"We had a party at the shim sham club
Youth in motion doubled up the buzz
Back and forth and back and in between
We sang and danced the band was rock-a-teen"
-- "Shim Sham," Imperial Teen
I spent my lunch break going from store to store in the pouring rain today until I got my hands on The Hair, The TV, The Baby & The Band the newest album from Imperial Teen. I first tried Best Buy only to find the CD never arrived to their Chelsea store. I then jostled through a sea of umbrellas to the other side of the street to find one copy at Barnes & Noble. I probably ended up paying $3 more, but I didn't care. I got my copy! Did you get yours yet?
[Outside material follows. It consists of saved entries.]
//! # Wire Schema
//!
//! The positional field mapping for the telemetry wire format.
//!
//! The device emits ASCII lines of comma-separated fields terminated by a
//! carriage return. Field order is fixed by the firmware; this table is the
//! single place that order is written down. Parsing and persistence both go
//! through it, so a firmware field reorder is a one-file change.

use crate::error::{CansatLinkError, Result};

/// How a field must parse during validation
#[derive(Debug, Clone, Copy, PartialEq, Eq)]
pub enum FieldKind {
    /// Kept verbatim, no numeric constraint (e.g. timestamps, RSSI)
    Text,
    /// Must parse as an unsigned integer (the frame counter)
    Integer,
    /// Must parse as a finite float
    Float,
}

/// One field of the wire format
#[derive(Debug, Clone, Copy)]
pub struct FieldSpec {
    /// Column name, matching the persisted log header
    pub name: &'static str,
    pub kind: FieldKind,
}

/// Canonical wire schema: the richer of the two firmware variants
///
/// `elapsed_time,id,time,alt,lat,lng,pressure,ohm,hum,co2,temp,rssi`
const CANONICAL_FIELDS: &[FieldSpec] = &[
    FieldSpec { name: "elapsed_time", kind: FieldKind::Text },
    FieldSpec { name: "id", kind: FieldKind::Integer },
    FieldSpec { name: "time", kind: FieldKind::Text },
    FieldSpec { name: "alt", kind: FieldKind::Float },
    FieldSpec { name: "lat", kind: FieldKind::Float },
    FieldSpec { name: "lng", kind: FieldKind::Float },
    FieldSpec { name: "pressure", kind: FieldKind::Float },
    FieldSpec { name: "ohm", kind: FieldKind::Float },
    FieldSpec { name: "hum", kind: FieldKind::Float },
    FieldSpec { name: "co2", kind: FieldKind::Float },
    FieldSpec { name: "temp", kind: FieldKind::Float },
    FieldSpec { name: "rssi", kind: FieldKind::Text },
];

/// Positional mapping table for the telemetry wire format
///
/// Holds the ordered field list plus named indices for every field the
/// sample builder reads. Constructed once at startup; [`FrameSchema::new`]
/// checks the indices against the field list so a mismatched edit fails
/// fast instead of silently mis-mapping columns.
#[derive(Debug, Clone)]
pub struct FrameSchema {
    fields: &'static [FieldSpec],
    pub elapsed_time: usize,
    pub sequence_id: usize,
    pub timestamp: usize,
    pub gps_altitude: usize,
    pub latitude: usize,
    pub longitude: usize,
    pub pressure: usize,
    pub thermistor_ohms: usize,
    pub humidity: usize,
    pub co2: usize,
    pub internal_temp: usize,
    pub rssi: usize,
}

impl FrameSchema {
    /// Build and validate the canonical schema
    ///
    /// # Errors
    ///
    /// Returns `Parse` error if a named index falls outside the field
    /// table or points at a field of the wrong kind.
    pub fn new() -> Result<Self> {
        let schema = Self {
            fields: CANONICAL_FIELDS,
            elapsed_time: 0,
            sequence_id: 1,
            timestamp: 2,
            gps_altitude: 3,
            latitude: 4,
            longitude: 5,
            pressure: 6,
            thermistor_ohms: 7,
            humidity: 8,
            co2: 9,
            internal_temp: 10,
            rssi: 11,
        };
        schema.validate()?;
        Ok(schema)
    }

    fn validate(&self) -> Result<()> {
        let checks: &[(usize, FieldKind)] = &[
            (self.elapsed_time, FieldKind::Text),
            (self.sequence_id, FieldKind::Integer),
            (self.timestamp, FieldKind::Text),
            (self.gps_altitude, FieldKind::Float),
            (self.latitude, FieldKind::Float),
            (self.longitude, FieldKind::Float),
            (self.pressure, FieldKind::Float),
            (self.thermistor_ohms, FieldKind::Float),
            (self.humidity, FieldKind::Float),
            (self.co2, FieldKind::Float),
            (self.internal_temp, FieldKind::Float),
            (self.rssi, FieldKind::Text),
        ];

        for &(index, kind) in checks {
            let spec = self.fields.get(index).ok_or_else(|| {
                CansatLinkError::Parse(format!(
                    "schema index {} out of range ({} fields)",
                    index,
                    self.fields.len()
                ))
            })?;
            if spec.kind != kind {
                return Err(CansatLinkError::Parse(format!(
                    "schema field '{}' has kind {:?}, expected {:?}",
                    spec.name, spec.kind, kind
                )));
            }
        }
        Ok(())
    }

    /// Number of fields a frame must carry to be accepted
    pub fn field_count(&self) -> usize {
        self.fields.len()
    }

    /// Ordered field specs, for validation and the log header
    pub fn fields(&self) -> &[FieldSpec] {
        self.fields
    }

    /// Comma-separated header row for the persisted log
    pub fn header_line(&self) -> String {
        self.fields
            .iter()
            .map(|f| f.name)
            .collect::<Vec<_>>()
            .join(",")
    }
}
You should.
This is Imperial Teen's first album in five years and it sounds as fresh to me as their first album, Seasick. I never got why these guys were not at the top of all the charts and not in constant rotation on the radio and on MTV. But, then again radio only plays about five songs these days and MTV stopped playing videos years ago. Anyway, they are back after five years with a great collection of well-crafted pop songs that make you want to jump out of your seat and dance. Their songs are a perfect blend of female and male harmonies with each member taking turns on lead vocals. The songs are so much fun. The first single (per their website) is "Shim Sham" and it reminds me a bit of the B52s or better yet maybe The Mama's And The Papa's -- it's as if Fred Schneider and Mama Cass had four spunky, talented kids.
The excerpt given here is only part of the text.